La première réaction d'une structure comme Heenan Blaikie a été d'ajuster ses taux horaires à la baisse : certains concurrents l'ont même accusée de faire du dumping en vendant ses services juridiques en deçà du prix coûtant. Cette firme a aussi cherché à réduire ses dépenses en proportion de cette perte de revenus, afin de maintenir ses profits, mais avec moins de succès.

En effet, le problème dans une structure titanesque comme Heenan Blaikie, c'est qu'il est bien plus simple de réduire les taux horaires que les coûts d'exploitation : de fait, rien n'a changé pour ce qui est des salaires, des locaux et des habitudes dépensières bien ancrées. (Cette difficulté n'est pas sans rappeler celles auxquelles se heurtent plusieurs gouvernements de droite qui promettent simultanément de baisser les impôts et de réduire les dépenses de l'État. En effet, baisser les impôts est beaucoup plus simple que réussir à couper dans les programmes, ce qui crée un déficit presque instantané.)

Les limites de la consolidation

De mon point de vue, la hausse irrationnelle des prix, l'insatisfaction des clients, l'insatisfaction des avocats et l'absence de contrôle des coûts sont des indicateurs beaucoup plus éclairants que les querelles internes de la firme. Pourtant, il n'y a pas que Heenan Blaikie à qui le chapeau fait.

La théorie de l'ellipse énonce que, depuis plus d'un siècle, chaque industrie vit, en alternance, des cycles de consolidation suivis de cycles de fragmentation en plus petites structures. L'industrie juridique est peut-être allée au bout d'un cycle de consolidation en bâtissant des structures nationales dans les années 1990, puis des structures internationales au cours des dernières années. Cette consolidation vient exacerber les tendances toxiques de l'industrie en matière de taux horaires, de surmenage des avocats et d'insatisfaction des clients quant au rapport qualité-prix.

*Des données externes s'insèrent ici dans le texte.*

use std::io::Write;

use byteorder::{BigEndian, ByteOrder, LittleEndian, WriteBytesExt};

use crate::coord::CoordBuffer;
use crate::datatypes::Dimension;
use crate::engine::NativeGeometry;
use crate::error::Result;
use crate::io::wkb::common::{Endianness, WKBType};

/// Which type codes to write.
#[derive(Debug, Clone, Copy, PartialEq, Eq)]
pub enum WkbFlavor {
    /// ISO codes, no SRID.
    Iso,
    /// EWKB flag bits, with the SRID on the outermost geometry when there is one.
    Extended,
}

/// The byte length of `geom` encoded as WKB.
pub fn wkb_size(geom: &NativeGeometry, with_srid: bool) -> usize {
    let header = 1 + 4 + if with_srid { 4 } else { 0 };
    let coord_size = geom.dim().size() * 8;
    let body = match geom {
        NativeGeometry::Point(_) => coord_size,
        NativeGeometry::LineString(c) | NativeGeometry::LinearRing(c) => 4 + c.len() * coord_size,
        NativeGeometry::Polygon(rings) => {
            4 + rings.iter().map(|r| 4 + r.len() * coord_size).sum::<usize>()
        }
        NativeGeometry::MultiPoint(parts)
        | NativeGeometry::MultiLineString(parts)
        | NativeGeometry::MultiPolygon(parts)
        | NativeGeometry::GeometryCollection(parts) => {
            4 + parts.iter().map(|p| wkb_size(p, false)).sum::<usize>()
        }
    };
    header + body
}

/// Write a geometry to a Writer encoded as WKB.
pub fn write_wkb<W: Write>(
    writer: &mut W,
    geom: &NativeGeometry,
    byte_order: Endianness,
    flavor: WkbFlavor,
    srid: Option<i32>,
) -> Result<()> {
    let srid = match flavor {
        WkbFlavor::Iso => None,
        WkbFlavor::Extended => srid,
    };
    match byte_order {
        Endianness::BigEndian => {
            write_geometry::<BigEndian, W>(writer, geom, byte_order, flavor, srid)
        }
        Endianness::LittleEndian => {
            write_geometry::<LittleEndian, W>(writer, geom, byte_order, flavor, srid)
        }
    }
}

fn write_geometry<B: ByteOrder, W: Write>(
    writer: &mut W,
    geom: &NativeGeometry,
    byte_order: Endianness,
    flavor: WkbFlavor,
    srid: Option<i32>,
) -> Result<()> {
    let dim = geom.dim();
    writer.write_u8(byte_order.into())?;

    let wkb_type = WKBType::new(geom.geometry_type(), dim);
    let code = match flavor {
        WkbFlavor::Iso => wkb_type.into(),
        WkbFlavor::Extended => wkb_type.to_ewkb_code(srid.is_some()),
    };
    writer.write_u32::<B>(code)?;
    if let Some(srid) = srid {
        writer.write_i32::<B>(srid)?;
    }

    match geom {
        NativeGeometry::Point(coords) => {
            if coords.is_empty() {
                for _ in 0..dim.size() {
                    writer.write_f64::<B>(f64::NAN)?;
                }
            } else {
                write_coords::<B, W>(writer, coords, dim)?;
            }
        }
        NativeGeometry::LineString(coords) | NativeGeometry::LinearRing(coords) => {
            writer.write_u32::<B>(coords.len() as u32)?;
            write_coords::<B, W>(writer, coords, dim)?;
        }
        NativeGeometry::Polygon(rings) => {
            writer.write_u32::<B>(rings.len() as u32)?;
            for ring in rings {
                writer.write_u32::<B>(ring.len() as u32)?;
                write_coords::<B, W>(writer, ring, dim)?;
            }
        }
        NativeGeometry::MultiPoint(parts)
        | NativeGeometry::MultiLineString(parts)
        | NativeGeometry::MultiPolygon(parts)
        | NativeGeometry::GeometryCollection(parts) => {
            writer.write_u32::<B>(parts.len() as u32)?;
            for part in parts {
                write_geometry::<B, W>(writer, part, byte_order, flavor, None)?;
            }
        }
    }
    Ok(())
}

fn write_coords<B: ByteOrder, W: Write>(
    writer: &mut W,
    coords: &CoordBuffer,
    dim: Dimension,
) -> Result<()> {
    for coord in coords.iter() {
        writer.write_f64::<B>(coord.x)?;
        writer.write_f64::<B>(coord.y)?;
        if dim.has_z() {
            writer.write_f64::<B>(coord.z.unwrap_or(0.0))?;
        }
    }
    Ok(())
}

#[cfg(test)]
mod test {
    use super::*;
    use crate::io::wkt::read_wkt;
    use crate::test::{multipolygon, polygon};
    use geozero::{CoordDimensions, ToWkb};

    fn native(wkt: &str) -> NativeGeometry {
        read_wkt(wkt).unwrap().0
    }

    #[test]
    fn matches_geozero_iso_output() {
        for wkt in [
            "POINT(5 23)",
            polygon::WITH_HOLE,
            multipolygon::TWO_SQUARES,
            "GEOMETRYCOLLECTION(POINT(1 2),LINESTRING(0 0,1 1))",
        ] {
            let geom = native(wkt);
            let mut buf = vec![];
            write_wkb(&mut buf, &geom, Endianness::LittleEndian, WkbFlavor::Iso, None).unwrap();
            assert_eq!(buf.len(), wkb_size(&geom, false));
            let expected = geozero::wkt::WktStr(wkt)
                .to_wkb(CoordDimensions::xy())
                .unwrap();
            assert_eq!(buf, expected, "{wkt}");
        }
    }

    #[test]
    fn ewkb_point_with_srid() {
        let geom = native("POINT(5 23)");
        let mut buf = vec![];
        write_wkb(
            &mut buf,
            &geom,
            Endianness::LittleEndian,
            WkbFlavor::Extended,
            Some(4326),
        )
        .unwrap();
        assert_eq!(buf.len(), wkb_size(&geom, true));
        assert_eq!(&buf[..9], &[1, 1, 0, 0, 0x20, 0xE6, 0x10, 0, 0]);
    }

    #[test]
    fn big_endian_header() {
        let geom = native("POINT(1 2)");
        let mut buf = vec![];
        write_wkb(&mut buf, &geom, Endianness::BigEndian, WkbFlavor::Iso, None).unwrap();
        assert_eq!(&buf[..5], &[0, 0, 0, 0, 1]);
        assert_eq!(&buf[5..13], &1.0f64.to_be_bytes());
    }
}
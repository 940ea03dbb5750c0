//! Read and write WKT and EWKT.
//!
//! Parsing and rendering go through [`geozero`]. Two things are handled around it: the EWKT
//! `SRID=<n>;` prefix, and the `LINEARRING` tag, which is read and written as a line string
//! and retagged here.

mod reader;
mod writer;

pub use reader::{read_wkt, split_srid};
pub use writer::{write_ewkt, write_wkt};
use crate::coord::{Coord, CoordBuffer};
use crate::datatypes::{Dimension, GeometryType};
use crate::engine::NativeGeometry;
use crate::error::{GeoHandleError, Result};

/// The combinatorial boundary of a geometry.
///
/// Points have an empty boundary, lines their unclosed endpoints (mod-2 rule for
/// multilinestrings), polygons their rings.
pub trait Boundary {
    fn boundary(&self) -> Result<NativeGeometry>;
}

impl Boundary for NativeGeometry {
    fn boundary(&self) -> Result<NativeGeometry> {
        match self {
            NativeGeometry::Point(_) | NativeGeometry::MultiPoint(_) => Ok(NativeGeometry::empty(
                GeometryType::GeometryCollection,
                Dimension::XY,
            )),
            NativeGeometry::LineString(c) | NativeGeometry::LinearRing(c) => {
                Ok(endpoints(std::slice::from_ref(c)))
            }
            NativeGeometry::MultiLineString(lines) => {
                let buffers: Vec<CoordBuffer> = lines
                    .iter()
                    .filter_map(|l| match l {
                        NativeGeometry::LineString(c) | NativeGeometry::LinearRing(c) => {
                            Some(c.clone())
                        }
                        _ => None,
                    })
                    .collect();
                Ok(endpoints(&buffers))
            }
            NativeGeometry::Polygon(rings) => Ok(rings_boundary(rings.iter())),
            NativeGeometry::MultiPolygon(polygons) => Ok(rings_boundary(
                polygons.iter().flat_map(|p| match p {
                    NativeGeometry::Polygon(rings) => rings.iter(),
                    _ => [].iter(),
                }),
            )),
            NativeGeometry::GeometryCollection(_) => Err(GeoHandleError::Engine(
                "boundary is not defined for a GeometryCollection".to_string(),
            )),
        }
    }
}

/// Endpoints that occur an odd number of times.
fn endpoints(lines: &[CoordBuffer]) -> NativeGeometry {
    let mut counts: Vec<(Coord, usize)> = vec![];
    for line in lines.iter().filter(|l| !l.is_closed()) {
        for end in [line.first(), line.last()].into_iter().flatten() {
            match counts.iter_mut().find(|(c, _)| *c == end) {
                Some((_, n)) => *n += 1,
                None => counts.push((end, 1)),
            }
        }
    }
    NativeGeometry::MultiPoint(
        counts
            .into_iter()
            .filter(|(_, n)| n % 2 == 1)
            .map(|(c, _)| NativeGeometry::point(c))
            .collect(),
    )
}

fn rings_boundary<'a>(rings: impl Iterator<Item = &'a CoordBuffer>) -> NativeGeometry {
    let mut rings: Vec<NativeGeometry> = rings
        .filter(|r| !r.is_empty())
        .map(|r| NativeGeometry::LineString(r.clone()))
        .collect();
    match rings.len() {
        0 => NativeGeometry::empty(GeometryType::MultiLineString, Dimension::XY),
        1 => rings.remove(0),
        _ => NativeGeometry::MultiLineString(rings),
    }
}

#[cfg(test)]
mod test {
    use super::*;
    use crate::io::wkt::read_wkt;
    use crate::test::polygon;

    fn geom(wkt: &str) -> NativeGeometry {
        read_wkt(wkt).unwrap().0
    }

    #[test]
    fn line_endpoints() {
        assert_eq!(
            geom("LINESTRING(0 0,1 1,2 0)").boundary().unwrap(),
            geom("MULTIPOINT(0 0,2 0)")
        );
        assert!(geom("LINESTRING(0 0,1 1,2 0,0 0)").boundary().unwrap().is_empty());
        assert_eq!(
            geom("MULTILINESTRING((0 0,1 1),(1 1,2 2))").boundary().unwrap(),
            geom("MULTIPOINT(0 0,2 2)")
        );
    }

    #[test]
    fn polygon_rings() {
        let boundary = geom(polygon::WITH_HOLE).boundary().unwrap();
        assert_eq!(boundary.geometry_type(), GeometryType::MultiLineString);
        assert_eq!(boundary.num_coords(), 10);
        let boundary = geom("POLYGON((0 0,0 1,1 1,0 0))").boundary().unwrap();
        assert_eq!(boundary.geometry_type(), GeometryType::LineString);
    }

    #[test]
    fn points_and_collections() {
        assert!(geom("POINT(1 1)").boundary().unwrap().is_empty());
        assert!(geom("GEOMETRYCOLLECTION(POINT(1 1))").boundary().is_err());
    }
}
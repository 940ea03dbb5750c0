use geo::algorithm::line_intersection::{line_intersection, LineIntersection};
use geo::{BooleanOps, Line};

use crate::algorithm::geo::relate::{Predicate, Relate};
use crate::algorithm::geo::utils::{empty_type_for_dimension, guarded, Components};
use crate::engine::NativeGeometry;
use crate::error::Result;

/// The point-set operations.
#[derive(Debug, Clone, Copy, PartialEq, Eq)]
pub enum OverlayOp {
    Intersection,
    Union,
    Difference,
    SymDifference,
}

/// Point-set overlay of two geometries, producing a new geometry.
///
/// Areal components are combined with [`geo::BooleanOps`]; linear components are clipped
/// against the areas and split segment by segment against each other; points are kept or
/// dropped by whether they intersect the other operand.
///
/// ```
/// use geohandle::algorithm::geo::{Overlay, OverlayOp};
/// use geohandle::io::wkt::{read_wkt, write_wkt};
///
/// let (a, _) = read_wkt("POLYGON((0 0,0 2,2 2,2 0,0 0))").unwrap();
/// let (b, _) = read_wkt("POLYGON((1 1,1 3,3 3,3 1,1 1))").unwrap();
/// let overlap = a.overlay(&b, OverlayOp::Intersection).unwrap();
/// assert_eq!(overlap.geometry_type().name(), "Polygon");
/// ```
pub trait Overlay {
    fn overlay(&self, other: &Self, op: OverlayOp) -> Result<NativeGeometry>;
}

impl Overlay for NativeGeometry {
    fn overlay(&self, other: &Self, op: OverlayOp) -> Result<NativeGeometry> {
        let a = Components::of(self);
        let b = Components::of(other);
        let empty_dim = match op {
            OverlayOp::Intersection => a.dimension().min(b.dimension()),
            OverlayOp::Difference => a.dimension(),
            OverlayOp::Union | OverlayOp::SymDifference => a.dimension().max(b.dimension()),
        };
        let result = match op {
            OverlayOp::Intersection => intersection(self, other, &a, &b)?,
            OverlayOp::Union => union(a, b)?,
            OverlayOp::Difference => difference(other, &a, &b)?,
            OverlayOp::SymDifference => {
                let a_minus_b = difference(other, &a, &b)?;
                let b_minus_a = difference(self, &b, &a)?;
                union(a_minus_b, b_minus_a)?
            }
        };
        Ok(result.into_native(empty_type_for_dimension(empty_dim)))
    }
}

fn intersection(
    geom_a: &NativeGeometry,
    geom_b: &NativeGeometry,
    a: &Components,
    b: &Components,
) -> Result<Components> {
    let areas = guarded("intersection", || a.areas.intersection(&b.areas))?;

    let mut lines = vec![];
    let mut points = vec![];
    let (shared, crossings) = line_overlap(&a.lines, &b.lines);
    lines.extend(shared);
    if !b.areas.0.is_empty() && !a.lines.is_empty() {
        lines.extend(guarded("clip", || b.areas.clip(&a.lines_geo(), false))?.0);
    }
    if !a.areas.0.is_empty() && !b.lines.is_empty() {
        lines.extend(guarded("clip", || a.areas.clip(&b.lines_geo(), false))?.0);
    }
    points.extend(crossings);
    points.extend(points_intersecting(&a.points, geom_b, true));
    points.extend(points_intersecting(&b.points, geom_a, true));

    let mut out = Components {
        points,
        lines: drop_degenerate(lines),
        areas,
    };
    dedup_points(&mut out);
    Ok(out)
}

fn union(a: Components, b: Components) -> Result<Components> {
    let areas = guarded("union", || a.areas.union(&b.areas))?;

    let mut lines = a.lines.clone();
    lines.extend(line_difference(&b.lines, &a.lines));
    if !areas.0.is_empty() && !lines.is_empty() {
        let mls = geo::MultiLineString::new(lines);
        lines = guarded("clip", || areas.clip(&mls, true))?.0;
    }

    let mut points = a.points;
    points.extend(b.points);
    let mut out = Components {
        points,
        lines: drop_degenerate(lines),
        areas,
    };
    dedup_points(&mut out);
    Ok(out)
}

fn difference(geom_b: &NativeGeometry, a: &Components, b: &Components) -> Result<Components> {
    let areas = guarded("difference", || a.areas.difference(&b.areas))?;

    let mut lines = line_difference(&a.lines, &b.lines);
    if !b.areas.0.is_empty() && !lines.is_empty() {
        let mls = geo::MultiLineString::new(lines);
        lines = guarded("clip", || b.areas.clip(&mls, true))?.0;
    }

    Ok(Components {
        points: points_intersecting(&a.points, geom_b, false),
        lines: drop_degenerate(lines),
        areas,
    })
}

fn points_intersecting(
    points: &[geo::Coord],
    other: &NativeGeometry,
    intersecting: bool,
) -> Vec<geo::Coord> {
    points
        .iter()
        .filter(|c| {
            let point = NativeGeometry::point((**c).into());
            point.predicate(other, Predicate::Intersects) == intersecting
        })
        .copied()
        .collect()
}

/// Remove repeated points, and points already covered by a line or area of the result.
fn dedup_points(components: &mut Components) {
    let mut kept: Vec<geo::Coord> = vec![];
    for c in components.points.drain(..) {
        if !kept.contains(&c) {
            kept.push(c);
        }
    }
    if !components.lines.is_empty() || !components.areas.0.is_empty() {
        let covering = Components {
            points: vec![],
            lines: components.lines.clone(),
            areas: components.areas.clone(),
        }
        .into_native(crate::datatypes::GeometryType::GeometryCollection);
        kept.retain(|c| {
            !NativeGeometry::point((*c).into()).predicate(&covering, Predicate::Intersects)
        });
    }
    components.points = kept;
}

fn drop_degenerate(lines: Vec<geo::LineString>) -> Vec<geo::LineString> {
    lines.into_iter().filter(|l| l.0.len() > 1).collect()
}

/// Parameter of `p` along `segment`, 0 at the start and 1 at the end.
fn parameter(segment: &Line, p: geo::Coord) -> f64 {
    let d = segment.delta();
    let len2 = d.x * d.x + d.y * d.y;
    if len2 == 0.0 {
        return 0.0;
    }
    ((p.x - segment.start.x) * d.x + (p.y - segment.start.y) * d.y) / len2
}

fn at(segment: &Line, t: f64) -> geo::Coord {
    segment.start + segment.delta() * t
}

/// Collinear overlaps of two line sets, and the points where they meet otherwise.
fn line_overlap(
    a: &[geo::LineString],
    b: &[geo::LineString],
) -> (Vec<geo::LineString>, Vec<geo::Coord>) {
    let mut shared = vec![];
    let mut points = vec![];
    for la in a {
        for sa in la.lines() {
            for lb in b {
                for sb in lb.lines() {
                    match line_intersection(sa, sb) {
                        Some(LineIntersection::Collinear { intersection }) => {
                            if intersection.start == intersection.end {
                                points.push(intersection.start);
                            } else {
                                shared.push(geo::LineString::new(vec![
                                    intersection.start,
                                    intersection.end,
                                ]));
                            }
                        }
                        Some(LineIntersection::SinglePoint { intersection, .. }) => {
                            points.push(intersection)
                        }
                        None => {}
                    }
                }
            }
        }
    }
    (shared, points)
}

/// The parts of `a` not covered by collinear overlap with `b`, as two-point line strings.
fn line_difference(a: &[geo::LineString], b: &[geo::LineString]) -> Vec<geo::LineString> {
    let mut out = vec![];
    for la in a {
        for sa in la.lines() {
            let mut covered: Vec<(f64, f64)> = vec![];
            for lb in b {
                for sb in lb.lines() {
                    if let Some(LineIntersection::Collinear { intersection }) =
                        line_intersection(sa, sb)
                    {
                        let t0 = parameter(&sa, intersection.start);
                        let t1 = parameter(&sa, intersection.end);
                        covered.push((t0.min(t1), t0.max(t1)));
                    }
                }
            }
            if covered.is_empty() {
                out.push(geo::LineString::new(vec![sa.start, sa.end]));
                continue;
            }
            covered.sort_by(|x, y| x.0.total_cmp(&y.0));
            let mut t = 0.0;
            for (start, end) in covered {
                if start > t {
                    out.push(geo::LineString::new(vec![at(&sa, t), at(&sa, start)]));
                }
                t = t.max(end);
            }
            if t < 1.0 {
                out.push(geo::LineString::new(vec![at(&sa, t), sa.end]));
            }
        }
    }
    out
}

Si l'iceberg est bien évident pour plusieurs observateurs, il est loin d'être certain que les autres structures titanesques comme Heenan Blaikie seront en mesure de changer de cap à temps. Ainsi, nous sommes peut-être à l'aube d'un nouveau cycle de fragmentation en structures plus petites et plus flexibles, qui miseront davantage sur le contrôle des coûts et sur la satisfaction des clients. Personnellement, je crois à ce virage, au point où cette lecture de l'industrie a déterminé mes choix de carrière.